Retype the records exactly, including every line.

────

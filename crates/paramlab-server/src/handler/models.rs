//! Model catalog handlers.

use std::collections::BTreeMap;
use std::sync::Arc;

use axum::Router;
use axum::extract::State;
use axum::routing::get;
use paramlab_core::{ConfigResolver, ModelDescriptor, ModelRole};
use strum::IntoEnumIterator;

use super::request::RolePathParams;
use crate::extract::{Json, Path};
use crate::handler::Result;
use crate::service::ServiceState;

/// Lists every model, grouped by role.
#[tracing::instrument(skip_all)]
async fn list_models(
    State(resolver): State<Arc<ConfigResolver>>,
) -> Json<BTreeMap<ModelRole, Vec<ModelDescriptor>>> {
    let models = ModelRole::iter()
        .map(|role| (role, resolver.models().by_role(role).to_vec()))
        .collect();
    Json(models)
}

/// Lists the models of one role in document order.
#[tracing::instrument(skip_all, fields(role = %path.role))]
async fn list_role_models(
    State(resolver): State<Arc<ConfigResolver>>,
    Path(path): Path<RolePathParams>,
) -> Result<Json<Vec<ModelDescriptor>>> {
    let role = ModelRole::parse(&path.role)?;
    Ok(Json(resolver.models().by_role(role).to_vec()))
}

/// Returns a [`Router`] with model catalog routes.
pub fn routes() -> Router<ServiceState> {
    Router::new()
        .route("/models", get(list_models))
        .route("/models/{role}", get(list_role_models))
}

────

## Solved exercise
filename crates/paramlab-server/src/handler/models.rs
//! Model catalog handlers.

use std::collections::BTreeMap;
use std::sync::Arc;

use axum::Router;
use axum::extract::State;
use axum::routing::get;
use paramlab_core::{ConfigResolver, ModelDescriptor, ModelRole};
use strum::IntoEnumIterator;

use super::request::RolePathParams;
use crate::extract::{Json, Path};
use crate::handler::Result;
use crate::service::ServiceState;

/// Lists every model, grouped by role.
#[tracing::instrument(skip_all)]
async fn list_models(
    State(resolver): State<Arc<ConfigResolver>>,
) -> Json<BTreeMap<ModelRole, Vec<ModelDescriptor>>> {
    let models = ModelRole::iter()
        .map(|role| (role, resolver.models().by_role(role).to_vec()))
        .collect();
    Json(models)
}

/// Lists the models of one role in document order.
#[tracing::instrument(skip_all, fields(role = %path.role))]
async fn list_role_models(
    State(resolver): State<Arc<ConfigResolver>>,
    Path(path): Path<RolePathParams>,
) -> Result<Json<Vec<ModelDescriptor>>> {
    let role = ModelRole::parse(&path.role)?;
    Ok(Json(resolver.models().by_role(role).to_vec()))
}

/// Returns a [`Router`] with model catalog routes.
pub fn routes() -> Router<ServiceState> {
    Router::new()
        .route("/models", get(list_models))
        .route("/models/{role}", get(list_role_models))
}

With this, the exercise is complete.